Tara and I started Braid Creative right at three years ago from my 1920s tudor-style home located just a hop and a skip from downtown Oklahoma City. After a couple of years of growing our little business from my guest bedroom, I got pregnant and found myself needing some work / life separation. That’s when we decided to rent an office space to call our own. For the last year we’ve really enjoyed having a space to call our very own (plus the incentive it gave us to get dressed). And if I’m being completely honest, having rent and utilities set up in our business’ name made us feel capital “L” Legit. An office space seemed to complete the picture of success we had painted for ourselves as creative entrepreneurs. 

Kathleen here. I recently decided to move out of that 1920s house and into a new home. I didn’t move far – just a hop and a skip from where I was. But my new house (a rad mid-century modern 1950s split-level ranch) just so happens to be across the street from my sister and business partner, Tara. So with that, after a year of proving to ourselves how credible and successful we were by paying overhead on an office space, we decided to bring Braid Creative back home. 

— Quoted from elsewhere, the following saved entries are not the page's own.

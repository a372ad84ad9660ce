use async_trait::async_trait;
use bytes::Bytes;

use crate::error::StreamError;

/// Result of a successful put
#[derive(Debug, Clone, PartialEq, Eq)]
pub struct PutRecordOutput {
    /// Sequence identifier assigned by the stream
    pub sequence_number: String,
    /// Shard the record was routed to
    pub shard_id: String,
}

/// Durable, partitioned append log that records are published to.
///
/// Implementations must be safe for concurrent use: one handle is shared by
/// every feed session in the process.
#[async_trait]
pub trait EventStream: Send + Sync {
    /// Append a single record. Records sharing a partition key keep their
    /// relative order.
    async fn put_record(
        &self,
        stream_name: &str,
        data: Bytes,
        partition_key: &str,
    ) -> Result<PutRecordOutput, StreamError>;
}
//! End-to-end session tests against a loopback websocket feed
//!
//! A local tokio-tungstenite server plays scripted frames per accepted
//! connection; records land in the in-memory event stream.

use std::sync::atomic::{AtomicUsize, Ordering};
use std::sync::{Arc, Mutex};
use std::time::Duration;

use futures_util::{SinkExt, StreamExt};
use tokio::net::TcpListener;
use tokio::sync::watch;
use tokio_tungstenite::accept_hdr_async;
use tokio_tungstenite::tungstenite::handshake::server::{ErrorResponse, Request, Response};
use tokio_tungstenite::tungstenite::Message;

use tickwire_connector_lib::{
    BackoffConfig, FeedSession, Pipeline, RetryPolicy, SessionConfig, SessionState,
    StreamPublisher, WebSocketConnector,
};
use tickwire_middleware::InMemoryEventStream;

#[derive(Default)]
struct Observed {
    subscriptions: Mutex<Vec<String>>,
    request_uris: Mutex<Vec<String>>,
    pongs: AtomicUsize,
}

/// Serve one scripted connection per entry of `connections`, in order.
/// Each connection first reads `symbol_count` subscribe frames.
async fn start_feed(symbol_count: usize, connections: Vec<Vec<Message>>) -> (String, Arc<Observed>) {
    let listener = TcpListener::bind("127.0.0.1:0").await.unwrap();
    let url = format!("ws://{}/", listener.local_addr().unwrap());
    let observed = Arc::new(Observed::default());

    let seen = Arc::clone(&observed);
    tokio::spawn(async move {
        for frames in connections {
            let (tcp, _) = listener.accept().await.unwrap();
            let uris = Arc::clone(&seen);
            let mut ws = accept_hdr_async(tcp, move |req: &Request, resp: Response| {
                uris.request_uris.lock().unwrap().push(req.uri().to_string());
                Ok::<Response, ErrorResponse>(resp)
            })
            .await
            .unwrap();

            let mut subscribed = 0;
            while subscribed < symbol_count {
                match ws.next().await {
                    Some(Ok(Message::Text(text))) => {
                        seen.subscriptions.lock().unwrap().push(text);
                        subscribed += 1;
                    }
                    Some(Ok(_)) => continue,
                    _ => return,
                }
            }

            for frame in frames {
                let expects_pong = matches!(frame, Message::Ping(_));
                if ws.send(frame).await.is_err() {
                    return;
                }
                if expects_pong {
                    loop {
                        match ws.next().await {
                            Some(Ok(Message::Pong(_))) => {
                                seen.pongs.fetch_add(1, Ordering::SeqCst);
                                break;
                            }
                            Some(Ok(_)) => continue,
                            _ => return,
                        }
                    }
                }
            }

            // Drain until the client goes away
            while let Some(Ok(msg)) = ws.next().await {
                if msg.is_close() {
                    break;
                }
            }
        }
    });

    (url, observed)
}

fn session(url: &str, symbols: &[&str], stream: Arc<InMemoryEventStream>) -> FeedSession<WebSocketConnector> {
    let connector = WebSocketConnector::new(url, Some("test-token")).unwrap();
    let publisher = StreamPublisher::new(stream, "datalake-stream", RetryPolicy::immediate(3));
    let pipeline = Pipeline::new(Arc::new(publisher), Arc::new(|| 1_700_000_000_500_i64));
    let config = SessionConfig {
        name: "loopback".to_string(),
        symbols: symbols.iter().map(|s| s.to_string()).collect(),
        reconnect: BackoffConfig::immediate(),
        read_timeout: Some(Duration::from_secs(10)),
    };
    FeedSession::new(config, connector, pipeline)
}

async fn wait_until(check: impl Fn() -> bool) {
    tokio::time::timeout(Duration::from_secs(5), async {
        while !check() {
            tokio::time::sleep(Duration::from_millis(10)).await;
        }
    })
    .await
    .expect("condition not reached in time");
}

fn text(s: &str) -> Message {
    Message::Text(s.to_string())
}

#[tokio::test]
async fn test_trades_flow_from_websocket_to_stream() {
    let (url, observed) = start_feed(
        2,
        vec![vec![
            text(r#"{"type":"ping"}"#),
            text(r#"{"type":"trade","data":[{"s":"AAPL","p":150.0,"v":10,"t":1690000000000}]}"#),
            Message::Binary(br#"{"type":"trade","data":[{"s":"MSFT","p":300.0}]}"#.to_vec()),
            text(r#"{"type":"trade","data":[{"p":1.0}]}"#),
        ]],
    )
    .await;
    let stream = Arc::new(InMemoryEventStream::new());
    let session = Arc::new(session(&url, &["AAPL", "MSFT"], stream.clone()));

    let (tx, rx) = watch::channel(false);
    let runner = tokio::spawn({
        let session = Arc::clone(&session);
        async move { session.run(rx).await }
    });

    wait_until(|| stream.len() == 3).await;
    tx.send(true).unwrap();
    runner.await.unwrap().unwrap();

    assert_eq!(session.state(), SessionState::Terminated);
    assert_eq!(
        *observed.subscriptions.lock().unwrap(),
        vec![
            r#"{"type":"subscribe","symbol":"AAPL"}"#.to_string(),
            r#"{"type":"subscribe","symbol":"MSFT"}"#.to_string(),
        ]
    );
    assert!(observed.request_uris.lock().unwrap()[0].contains("token=test-token"));

    let aapl = stream.records_for("AAPL");
    assert_eq!(aapl.len(), 1);
    let payload: serde_json::Value = serde_json::from_slice(&aapl[0].data).unwrap();
    assert_eq!(payload["p"], 150.0);
    assert!(payload["ingestion_timestamp"].as_i64().unwrap() >= 1_690_000_000_000);
    assert_eq!(stream.records_for("MSFT").len(), 1);
    assert_eq!(stream.records_for("unknown_symbol").len(), 1);
}

#[tokio::test]
async fn test_reconnects_after_server_close_and_resubscribes() {
    let (url, observed) = start_feed(
        2,
        vec![
            vec![
                text(r#"{"type":"trade","data":[{"s":"AAPL","n":1}]}"#),
                Message::Ping(vec![1, 2, 3]),
                Message::Close(None),
            ],
            vec![text(r#"{"type":"trade","data":[{"s":"AAPL","n":2}]}"#)],
        ],
    )
    .await;
    let stream = Arc::new(InMemoryEventStream::new());
    let session = Arc::new(session(&url, &["AAPL", "TSLA"], stream.clone()));

    let (tx, rx) = watch::channel(false);
    let runner = tokio::spawn({
        let session = Arc::clone(&session);
        async move { session.run(rx).await }
    });

    wait_until(|| stream.len() == 2).await;
    tx.send(true).unwrap();
    runner.await.unwrap().unwrap();

    assert_eq!(observed.subscriptions.lock().unwrap().len(), 4);
    assert_eq!(observed.request_uris.lock().unwrap().len(), 2);
    assert!(observed.pongs.load(Ordering::SeqCst) >= 1);
    assert_eq!(session.stats().connections, 2);

    let order: Vec<i64> = stream
        .records_for("AAPL")
        .iter()
        .map(|r| {
            let v: serde_json::Value = serde_json::from_slice(&r.data).unwrap();
            v["n"].as_i64().unwrap()
        })
        .collect();
    assert_eq!(order, vec![1, 2]);
}
//! In-memory implementations for testing
pub mod stream;

pub use stream::{InMemoryEventStream, StoredRecord};
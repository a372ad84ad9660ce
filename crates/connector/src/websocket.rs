use async_trait::async_trait;
use futures_util::{SinkExt, StreamExt};
use tokio::net::TcpStream;
use tokio_tungstenite::{
    connect_async, tungstenite::Message as WsMessage, MaybeTlsStream, WebSocketStream,
};
use tracing::{info, trace};
use url::Url;

use crate::error::ConnectorError;
use crate::traits::{Connector, FeedSocket};

/// Query parameter carrying the feed token
const TOKEN_PARAM: &str = "token";
const REDACTED: &str = "REDACTED";

/// WebSocket connector for token-authenticated JSON feeds.
///
/// The token travels as a `token` query parameter; it is never logged.
#[derive(Clone)]
pub struct WebSocketConnector {
    url: Url,
    redacted: String,
}

impl WebSocketConnector {
    pub fn new(endpoint: &str, token: Option<&str>) -> Result<Self, ConnectorError> {
        let mut url = Url::parse(endpoint)
            .map_err(|e| ConnectorError::InvalidEndpoint(format!("{}: {}", endpoint, e)))?;
        match url.scheme() {
            "ws" | "wss" => {}
            other => {
                return Err(ConnectorError::InvalidEndpoint(format!(
                    "unsupported scheme '{}', expected ws or wss",
                    other
                )))
            }
        }

        if let Some(token) = token {
            url.query_pairs_mut().append_pair(TOKEN_PARAM, token);
        }
        let redacted = redact(&url);
        Ok(Self { url, redacted })
    }

    /// Endpoint with the token value masked
    pub fn redacted_url(&self) -> &str {
        &self.redacted
    }
}

impl std::fmt::Debug for WebSocketConnector {
    fn fmt(&self, f: &mut std::fmt::Formatter<'_>) -> std::fmt::Result {
        f.debug_struct("WebSocketConnector")
            .field("url", &self.redacted)
            .finish()
    }
}

fn redact(url: &Url) -> String {
    if !url.query_pairs().any(|(key, _)| key == TOKEN_PARAM) {
        return url.to_string();
    }
    let pairs: Vec<(String, String)> = url
        .query_pairs()
        .map(|(key, value)| {
            let value = if key == TOKEN_PARAM {
                REDACTED.to_string()
            } else {
                value.into_owned()
            };
            (key.into_owned(), value)
        })
        .collect();

    let mut redacted = url.clone();
    redacted.query_pairs_mut().clear().extend_pairs(pairs);
    redacted.to_string()
}

#[async_trait]
impl Connector for WebSocketConnector {
    async fn connect(&self) -> Result<Box<dyn FeedSocket>, ConnectorError> {
        let (ws, response) = connect_async(self.url.as_str()).await.map_err(|e| {
            ConnectorError::ConnectionFailed(format!("{}: {}", self.redacted, e))
        })?;

        info!(url = %self.redacted, status = %response.status(), "WebSocket connected");
        Ok(Box::new(WsFeedSocket { ws }))
    }

    fn describe(&self) -> String {
        self.redacted.clone()
    }
}

/// An open websocket to the feed
pub struct WsFeedSocket {
    ws: WebSocketStream<MaybeTlsStream<TcpStream>>,
}

#[async_trait]
impl FeedSocket for WsFeedSocket {
    async fn send_text(&mut self, text: String) -> Result<(), ConnectorError> {
        self.ws
            .send(WsMessage::Text(text))
            .await
            .map_err(|e| ConnectorError::Disconnected(e.to_string()))
    }

    async fn recv(&mut self) -> Result<Option<String>, ConnectorError> {
        loop {
            match self.ws.next().await {
                Some(Ok(WsMessage::Text(text))) => return Ok(Some(text)),
                Some(Ok(WsMessage::Binary(data))) => {
                    return Ok(Some(String::from_utf8_lossy(&data).into_owned()))
                }
                Some(Ok(WsMessage::Ping(data))) => {
                    trace!("Received WS ping, sending pong");
                    self.ws
                        .send(WsMessage::Pong(data))
                        .await
                        .map_err(|e| ConnectorError::Disconnected(e.to_string()))?;
                }
                Some(Ok(WsMessage::Close(frame))) => {
                    info!(frame = ?frame, "WebSocket closed by peer");
                    return Ok(None);
                }
                Some(Ok(_)) => continue,
                Some(Err(e)) => return Err(ConnectorError::Disconnected(e.to_string())),
                None => return Ok(None),
            }
        }
    }

    async fn close(&mut self) -> Result<(), ConnectorError> {
        self.ws
            .close(None)
            .await
            .map_err(|e| ConnectorError::Disconnected(e.to_string()))
    }
}
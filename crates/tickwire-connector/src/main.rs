//! tickwire-connector: trade feed ingestion binary
//!
//! Streams trades from the feed websocket into the partitioned event stream,
//! one record per trade keyed by symbol.

use clap::Parser;
use std::path::PathBuf;
use std::sync::Arc;
use tokio::sync::watch;
use tracing::info;
use tracing_subscriber::{layer::SubscriberExt, util::SubscriberInitExt};

use tickwire_connector_lib::{
    run_sharded, BackoffConfig, EnvResolver, KeyResolver, Pipeline, RetryPolicy, SessionConfig,
    StreamPublisher, SystemClock, WebSocketConnector,
};
use tickwire_metadata::{Environment, Feed};
use tickwire_middleware::MiddlewareFactory;

#[derive(Parser, Debug)]
#[command(name = "tickwire-connector")]
#[command(about = "Trade feed to event stream ingestion bridge")]
struct Args {
    /// Path to feed configuration file
    #[arg(short, long, env = "TICKWIRE_FEED")]
    feed: PathBuf,

    /// Path to environment configuration file
    #[arg(short, long, env = "TICKWIRE_ENV")]
    env: PathBuf,
}

#[tokio::main]
async fn main() -> Result<(), Box<dyn std::error::Error>> {
    // Optional .env with the feed token and overrides for the arguments below
    dotenvy::dotenv().ok();

    tracing_subscriber::registry()
        .with(tracing_subscriber::fmt::layer())
        .with(
            tracing_subscriber::EnvFilter::try_from_default_env()
                .unwrap_or_else(|_| tracing_subscriber::EnvFilter::new("info")),
        )
        .init();

    let args = Args::parse();

    let feed = Feed::load(&args.feed)?;
    info!(feed = %feed.name, symbols = feed.symbols.len(), "Loaded feed configuration");

    let env_config = Environment::load(&args.env)?;
    info!(env = %env_config.name, "Loaded environment configuration");

    let token = EnvResolver::new().resolve_single(&feed.token_source)?;
    let connector = WebSocketConnector::new(&feed.endpoint, Some(&token))?;

    let stream = MiddlewareFactory::create_event_stream(&env_config).await?;
    let publisher = StreamPublisher::new(
        stream,
        env_config.stream.name.clone(),
        RetryPolicy::from_config(&env_config.publish),
    )
    .with_max_record_bytes(env_config.stream.max_record_bytes);
    let pipeline = Pipeline::new(Arc::new(publisher), Arc::new(SystemClock));

    info!(
        url = %connector.redacted_url(),
        stream = %env_config.stream.name,
        region = %env_config.stream.region,
        symbols = %feed.symbols.join(", "),
        "Starting ingestion"
    );

    // Setup shutdown signal
    let (shutdown_tx, shutdown_rx) = watch::channel(false);
    tokio::spawn(async move {
        tokio::signal::ctrl_c().await.ok();
        info!("Received shutdown signal");
        shutdown_tx.send(true).ok();
    });

    let template = SessionConfig {
        name: feed.name.clone(),
        symbols: feed.symbols.clone(),
        reconnect: BackoffConfig::from_reconnect_settings(&feed.reconnect),
        read_timeout: feed.read_timeout(),
    };
    let stats = run_sharded(
        template,
        connector,
        feed.symbols_per_session,
        pipeline,
        shutdown_rx,
    )
    .await?;

    let published: u64 = stats.iter().map(|s| s.published).sum();
    let failed: u64 = stats.iter().map(|s| s.failed).sum();
    info!(sessions = stats.len(), published, failed, "tickwire-connector stopped");
    Ok(())
}
use std::time::Duration;

use thiserror::Error;

#[derive(Error, Debug)]
pub enum ConnectorError {
    #[error("invalid endpoint: {0}")]
    InvalidEndpoint(String),
    #[error("connection failed: {0}")]
    ConnectionFailed(String),
    #[error("disconnected: {0}")]
    Disconnected(String),
    #[error("no frame received within {0:?}")]
    ReadTimeout(Duration),
}

/// Inbound frame text that is not valid JSON
#[derive(Error, Debug)]
#[error("frame is not valid JSON: {source}")]
pub struct DecodeError {
    pub raw: String,
    #[source]
    pub source: serde_json::Error,
}

/// A trade entry that cannot be turned into an ingested record
#[derive(Error, Debug)]
#[error("trade record must be a JSON object, got {found}")]
pub struct MalformedRecordError {
    pub found: &'static str,
    pub raw: String,
}

/// Publish failure as seen by the session, after retries are exhausted
#[derive(Error, Debug, Clone, PartialEq, Eq)]
pub enum PublishError {
    #[error("stream throttled after {attempts} attempts: {message}")]
    Throttling { attempts: u32, message: String },
    #[error("network failure after {attempts} attempts: {message}")]
    TransientNetwork { attempts: u32, message: String },
    #[error("record rejected: {0}")]
    Validation(String),
}

impl PublishError {
    /// Downstream calls made before giving up (0 when rejected locally)
    pub fn attempts(&self) -> u32 {
        match self {
            PublishError::Throttling { attempts, .. }
            | PublishError::TransientNetwork { attempts, .. } => *attempts,
            PublishError::Validation(_) => 0,
        }
    }
}

/// Anything that stops one record from reaching the stream
#[derive(Error, Debug)]
pub enum ProcessError {
    #[error(transparent)]
    Decode(#[from] DecodeError),
    #[error(transparent)]
    MalformedRecord(#[from] MalformedRecordError),
    #[error("failed to serialize record: {0}")]
    Serialize(#[from] serde_json::Error),
    #[error(transparent)]
    Publish(#[from] PublishError),
}

#[derive(Error, Debug)]
pub enum ResolverError {
    #[error("missing key: {0}")]
    MissingKey(String),
    #[error("unsupported source: {0}")]
    UnsupportedSource(String),
}

#[cfg(test)]
mod tests {
    use super::*;

    #[test]
    fn test_publish_error_attempts() {
        let throttled = PublishError::Throttling {
            attempts: 5,
            message: "slow down".into(),
        };
        assert_eq!(throttled.attempts(), 5);
        assert_eq!(PublishError::Validation("too big".into()).attempts(), 0);
        assert_eq!(
            throttled.to_string(),
            "stream throttled after 5 attempts: slow down"
        );
    }

    #[test]
    fn test_decode_error_keeps_raw_text() {
        let source = serde_json::from_str::<serde_json::Value>("not json").unwrap_err();
        let err = ProcessError::from(DecodeError {
            raw: "not json".into(),
            source,
        });
        match err {
            ProcessError::Decode(e) => assert_eq!(e.raw, "not json"),
            other => panic!("unexpected error: {other}"),
        }
    }
}
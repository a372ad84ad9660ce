use bytes::Bytes;
use serde_json::{Map, Value};

use crate::error::MalformedRecordError;

/// Partition key for trades that carry no usable symbol
pub const UNKNOWN_SYMBOL: &str = "unknown_symbol";
pub const INGESTION_TIMESTAMP_FIELD: &str = "ingestion_timestamp";
pub const SYMBOL_FIELD: &str = "s";

/// Wall-clock source for ingestion timestamps, in epoch milliseconds
pub trait Clock: Send + Sync {
    fn now_millis(&self) -> i64;
}

#[derive(Debug, Default, Clone, Copy)]
pub struct SystemClock;

impl Clock for SystemClock {
    fn now_millis(&self) -> i64 {
        chrono::Utc::now().timestamp_millis()
    }
}

impl<F> Clock for F
where
    F: Fn() -> i64 + Send + Sync,
{
    fn now_millis(&self) -> i64 {
        self()
    }
}

/// A trade entry stamped for the stream.
///
/// Holds every field the feed sent plus `ingestion_timestamp`; the partition
/// key is derived from the symbol.
#[derive(Debug, Clone, PartialEq)]
pub struct IngestedRecord {
    partition_key: String,
    ingestion_timestamp: i64,
    fields: Map<String, Value>,
}

impl IngestedRecord {
    pub fn partition_key(&self) -> &str {
        &self.partition_key
    }

    pub fn ingestion_timestamp(&self) -> i64 {
        self.ingestion_timestamp
    }

    pub fn fields(&self) -> &Map<String, Value> {
        &self.fields
    }

    pub fn symbol(&self) -> Option<&str> {
        self.fields
            .get(SYMBOL_FIELD)
            .and_then(Value::as_str)
            .filter(|s| !s.is_empty())
    }

    pub fn price(&self) -> Option<f64> {
        self.fields.get("p").and_then(Value::as_f64)
    }

    pub fn volume(&self) -> Option<f64> {
        self.fields.get("v").and_then(Value::as_f64)
    }

    /// Exchange timestamp from the feed, epoch millis
    pub fn feed_timestamp(&self) -> Option<i64> {
        self.fields.get("t").and_then(Value::as_i64)
    }

    /// UTF-8 JSON object sent as the record payload
    pub fn to_payload(&self) -> Result<Bytes, serde_json::Error> {
        serde_json::to_vec(&self.fields).map(Bytes::from)
    }
}

/// Stamp a trade entry with the ingestion time and derive its partition key.
///
/// Fields other than `ingestion_timestamp` pass through untouched; an
/// existing `ingestion_timestamp` is overwritten.
pub fn transform<C>(record: Value, clock: &C) -> Result<IngestedRecord, MalformedRecordError>
where
    C: Clock + ?Sized,
{
    let mut fields = match record {
        Value::Object(fields) => fields,
        other => {
            return Err(MalformedRecordError {
                found: json_type_name(&other),
                raw: other.to_string(),
            })
        }
    };

    let partition_key = match fields.get(SYMBOL_FIELD).and_then(Value::as_str) {
        Some(symbol) if !symbol.is_empty() => symbol.to_string(),
        _ => UNKNOWN_SYMBOL.to_string(),
    };

    let ingestion_timestamp = clock.now_millis();
    fields.insert(
        INGESTION_TIMESTAMP_FIELD.to_string(),
        Value::from(ingestion_timestamp),
    );

    Ok(IngestedRecord {
        partition_key,
        ingestion_timestamp,
        fields,
    })
}

fn json_type_name(value: &Value) -> &'static str {
    match value {
        Value::Null => "null",
        Value::Bool(_) => "boolean",
        Value::Number(_) => "number",
        Value::String(_) => "string",
        Value::Array(_) => "array",
        Value::Object(_) => "object",
    }
}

When you work from home it’s easy to let work bleed into life and let boundaries slide. It’s easy to feel isolated and unprofessional when you’re working in your pajamas from your bed. So today I’m going to share a few ideas on how to keep the personal and professional blend that comes with working from home feeling ideal.

1. Remember, You’re Not A Homemaker 
Just because you work from home does not mean that you have time to be a full time homemaker and build the creative career of your dreams. So don’t feel bad if you aren’t able to tend to the laundry, dishes, cooking, and cleaning during work hours. Also, if you have a partner or family living with you it’s important to communicate this point to them as well. 

2. Create a Sacred Working Space 
Whether it’s in your kitchen nook, on your couch, or in a dedicated room with a door, make the space you work best in as conducive to your creativity as possible. Some ideas for creating a sacred workspace might include: lighting a candle or incense, decorating your walls with art work or inspiring magazine clippings, keeping your space uncluttered, and having your favorite mug full of your favorite pens close by. Brainstorm what works for you. It’s important to respect and like the space you’re working in. 

(I’ll be writing more about how your physical space can affect your work, for better or worse, in this week’s Braid newsletter going out on Friday morning. Sign up to receive our exclusive Letters for Creatives here.)

3. Get Out of Your House 
The hardest part about working from home can be feeling a bit isolated from your community. So make it a point to get out a few times a week. I like meeting local clients and creative peers at my favorite coffee shop. I also like to get some fresh air with a morning walk before I begin my day. 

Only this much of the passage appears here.